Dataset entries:
- - - - -

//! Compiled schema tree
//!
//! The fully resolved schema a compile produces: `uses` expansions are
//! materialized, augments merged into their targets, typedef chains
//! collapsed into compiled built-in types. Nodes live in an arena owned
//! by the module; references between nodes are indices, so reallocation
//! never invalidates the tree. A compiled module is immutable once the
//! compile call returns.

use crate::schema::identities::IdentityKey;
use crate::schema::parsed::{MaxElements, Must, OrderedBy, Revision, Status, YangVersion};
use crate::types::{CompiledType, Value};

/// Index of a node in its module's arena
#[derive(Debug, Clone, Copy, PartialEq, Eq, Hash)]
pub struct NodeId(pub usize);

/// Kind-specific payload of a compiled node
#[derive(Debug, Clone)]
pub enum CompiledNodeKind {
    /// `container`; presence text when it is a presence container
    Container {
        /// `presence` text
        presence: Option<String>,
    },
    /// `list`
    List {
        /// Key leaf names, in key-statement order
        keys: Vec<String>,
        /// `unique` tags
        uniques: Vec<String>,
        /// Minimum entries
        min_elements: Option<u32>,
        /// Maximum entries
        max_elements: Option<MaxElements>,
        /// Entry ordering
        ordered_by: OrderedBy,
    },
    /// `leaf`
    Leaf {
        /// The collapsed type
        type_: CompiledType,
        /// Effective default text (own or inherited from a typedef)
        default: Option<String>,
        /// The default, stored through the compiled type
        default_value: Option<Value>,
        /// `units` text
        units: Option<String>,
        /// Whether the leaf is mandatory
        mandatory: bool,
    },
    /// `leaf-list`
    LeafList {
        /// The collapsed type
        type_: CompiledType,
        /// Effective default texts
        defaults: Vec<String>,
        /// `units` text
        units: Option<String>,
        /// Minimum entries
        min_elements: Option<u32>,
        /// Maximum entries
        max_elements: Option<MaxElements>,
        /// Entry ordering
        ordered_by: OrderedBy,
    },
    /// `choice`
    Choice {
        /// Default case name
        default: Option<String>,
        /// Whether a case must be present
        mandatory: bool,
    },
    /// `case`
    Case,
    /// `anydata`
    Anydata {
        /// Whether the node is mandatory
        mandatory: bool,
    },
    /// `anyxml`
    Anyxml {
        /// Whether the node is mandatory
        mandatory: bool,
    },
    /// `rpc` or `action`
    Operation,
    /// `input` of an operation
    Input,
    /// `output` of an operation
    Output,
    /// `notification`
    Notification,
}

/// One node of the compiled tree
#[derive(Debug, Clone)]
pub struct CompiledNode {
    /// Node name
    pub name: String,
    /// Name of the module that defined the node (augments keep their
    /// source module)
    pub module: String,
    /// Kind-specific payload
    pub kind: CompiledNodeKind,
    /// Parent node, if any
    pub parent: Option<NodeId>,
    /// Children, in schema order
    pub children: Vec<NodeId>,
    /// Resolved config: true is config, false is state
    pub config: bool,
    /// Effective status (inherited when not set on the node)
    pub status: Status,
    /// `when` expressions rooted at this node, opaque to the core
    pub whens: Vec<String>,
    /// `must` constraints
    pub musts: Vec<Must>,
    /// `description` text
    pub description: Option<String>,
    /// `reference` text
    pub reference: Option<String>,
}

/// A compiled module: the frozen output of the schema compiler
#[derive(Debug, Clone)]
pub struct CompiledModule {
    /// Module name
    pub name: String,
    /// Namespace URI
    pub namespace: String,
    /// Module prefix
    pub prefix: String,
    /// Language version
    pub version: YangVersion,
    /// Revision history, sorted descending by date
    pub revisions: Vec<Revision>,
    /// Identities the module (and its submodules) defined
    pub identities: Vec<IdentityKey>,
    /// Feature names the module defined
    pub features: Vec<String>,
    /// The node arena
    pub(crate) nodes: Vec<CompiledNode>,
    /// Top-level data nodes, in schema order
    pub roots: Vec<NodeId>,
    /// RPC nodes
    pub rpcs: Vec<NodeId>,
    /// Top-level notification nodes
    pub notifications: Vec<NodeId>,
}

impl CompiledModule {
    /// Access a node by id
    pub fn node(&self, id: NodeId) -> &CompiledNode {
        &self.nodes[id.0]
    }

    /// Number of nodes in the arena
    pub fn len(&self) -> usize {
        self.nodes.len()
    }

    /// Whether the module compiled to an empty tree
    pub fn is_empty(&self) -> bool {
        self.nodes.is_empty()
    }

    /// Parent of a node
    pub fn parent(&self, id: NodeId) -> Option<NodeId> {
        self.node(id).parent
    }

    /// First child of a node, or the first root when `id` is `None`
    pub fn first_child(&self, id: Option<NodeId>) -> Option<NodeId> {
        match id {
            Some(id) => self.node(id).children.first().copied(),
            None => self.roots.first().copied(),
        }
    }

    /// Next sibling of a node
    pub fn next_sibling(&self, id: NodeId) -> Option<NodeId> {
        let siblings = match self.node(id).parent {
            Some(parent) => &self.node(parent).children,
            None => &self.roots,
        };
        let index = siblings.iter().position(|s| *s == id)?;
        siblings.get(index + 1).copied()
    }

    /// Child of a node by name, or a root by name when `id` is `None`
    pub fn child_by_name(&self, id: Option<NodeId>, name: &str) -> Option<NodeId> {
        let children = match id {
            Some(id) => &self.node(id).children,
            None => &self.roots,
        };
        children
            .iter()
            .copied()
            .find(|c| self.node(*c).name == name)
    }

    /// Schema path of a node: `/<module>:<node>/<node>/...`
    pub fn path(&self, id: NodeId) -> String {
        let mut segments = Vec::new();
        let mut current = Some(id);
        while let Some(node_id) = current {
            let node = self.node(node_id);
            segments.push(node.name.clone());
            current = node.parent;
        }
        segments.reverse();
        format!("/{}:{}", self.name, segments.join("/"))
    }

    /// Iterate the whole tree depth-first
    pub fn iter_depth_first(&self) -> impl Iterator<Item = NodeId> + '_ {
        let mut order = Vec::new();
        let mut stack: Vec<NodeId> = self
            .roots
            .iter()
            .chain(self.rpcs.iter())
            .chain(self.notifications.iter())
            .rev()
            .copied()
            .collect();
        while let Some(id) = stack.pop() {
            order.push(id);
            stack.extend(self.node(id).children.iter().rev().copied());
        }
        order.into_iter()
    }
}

- - - - -

- **Work order**
For this exercise, copy every line of the data that holds "push".

- **Your solution**
            segments.push(node.name.clone());
            order.push(id);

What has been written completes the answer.